Extracted records:
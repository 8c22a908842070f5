use std::collections::VecDeque;

/// Number of lines kept when no configuration overrides it.
pub const DEFAULT_HISTORY_SIZE: usize = 10;

/// Bounded record of the most recent input lines, oldest first.
///
/// Once full, recording a new line drops the oldest one.
#[derive(Debug, Clone)]
pub struct History {
    entries: VecDeque<String>,
    capacity: usize,
}

impl Default for History {
    fn default() -> Self {
        Self::new(DEFAULT_HISTORY_SIZE)
    }
}

impl History {
    pub fn new(capacity: usize) -> Self {
        Self {
            entries: VecDeque::with_capacity(capacity),
            capacity,
        }
    }

    /// Records `line` without its line terminator. Blank lines are ignored.
    pub fn record(&mut self, line: &str) {
        let line = line.trim_end_matches(['\n', '\r']);
        if line.trim().is_empty() || self.capacity == 0 {
            return;
        }
        if self.entries.len() == self.capacity {
            self.entries.pop_front();
        }
        self.entries.push_back(line.to_owned());
    }

    pub fn iter(&self) -> impl Iterator<Item = &str> {
        self.entries.iter().map(String::as_str)
    }

    pub fn len(&self) -> usize {
        self.entries.len()
    }

    pub fn is_empty(&self) -> bool {
        self.entries.is_empty()
    }

    pub fn capacity(&self) -> usize {
        self.capacity
    }
}

#[cfg(test)]
mod tests {
    use super::*;

    #[test]
    fn test_keeps_only_the_newest_lines() {
        let mut history = History::new(3);
        for line in ["a", "b", "c", "d", "e"] {
            history.record(line);
        }
        assert_eq!(history.iter().collect::<Vec<_>>(), vec!["c", "d", "e"]);
        assert_eq!(history.len(), 3);
    }

    #[test]
    fn test_ignores_blank_lines_and_strips_newline() {
        let mut history = History::default();
        history.record("\n");
        history.record("   ");
        history.record("ls -l\n");
        assert_eq!(history.iter().collect::<Vec<_>>(), vec!["ls -l"]);
    }

    #[test]
    fn test_zero_capacity_records_nothing() {
        let mut history = History::new(0);
        history.record("ls");
        assert!(history.is_empty());
    }
}
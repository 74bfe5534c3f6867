//! # csvio_rs
//!
//! A CSV reader and writer with configurable dialects, character encodings and
//! a declarative value-casting pipeline.
//!
//! Rows are tokenized under a [`Dialect`] (delimiter, optional enclosure,
//! escape character, line break). Sources in UTF-16, UTF-32 or legacy
//! single-byte encodings are transcoded on the fly, and a leading byte order
//! mark is detected and consumed. Records map rows onto a column schema and can
//! run per-column converter chains such as `trim|number:,:.`.
//!
//! ## Example
//!
//! ```rust
//! use csvio_rs::{CsvReader, CsvWriter, Value};
//!
//! // Write a file with a header row
//! let mut writer = CsvWriter::new();
//! writer.open(Vec::new()).unwrap();
//! writer.bind_columns(["name", "tags", "active"], true).unwrap();
//! writer.write_record([("name", "Ada"), ("tags", "math|code"), ("active", "1")]).unwrap();
//! let bytes = writer.detach().unwrap();
//!
//! // Read it back with casts
//! let mut reader = CsvReader::new();
//! reader.open(bytes.as_slice()).unwrap();
//! reader.read_columns().unwrap();
//! reader.set_casts([("tags", "split"), ("active", "bool")]).unwrap();
//!
//! let record = reader.read_record().unwrap().unwrap();
//! assert_eq!(record["tags"], Value::from(vec!["math", "code"]));
//! assert_eq!(record["active"], Value::Bool(true));
//! ```

mod common;
pub mod convert;
mod decoder;
mod encoder;
pub mod encoding;
mod error;
mod reader;
mod schema;
mod value;
mod writer;

// Re-export public API
pub use common::{Dialect, StreamState};
pub use convert::{CastSpec, ConvertContext, ConverterRegistry, Converters, Pipeline};
pub use decoder::{tokenize, RowTokenizer};
pub use encoder::RowEncoder;
pub use encoding::{Bom, TextEncoding, Transcoder};
pub use error::{CsvError, Result};
pub use reader::{CsvReader, ReaderOptions, Records, Rows};
pub use schema::{Column, Key, Record};
pub use value::Value;
pub use writer::{CsvWriter, WriterOptions};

_Problem details:_
Your task is to find every line above containing the word "usize" and copy it.

_Exercise response:_
pub const DEFAULT_HISTORY_SIZE: usize = 10;
    capacity: usize,
    pub fn new(capacity: usize) -> Self {
    pub fn len(&self) -> usize {
    pub fn capacity(&self) -> usize {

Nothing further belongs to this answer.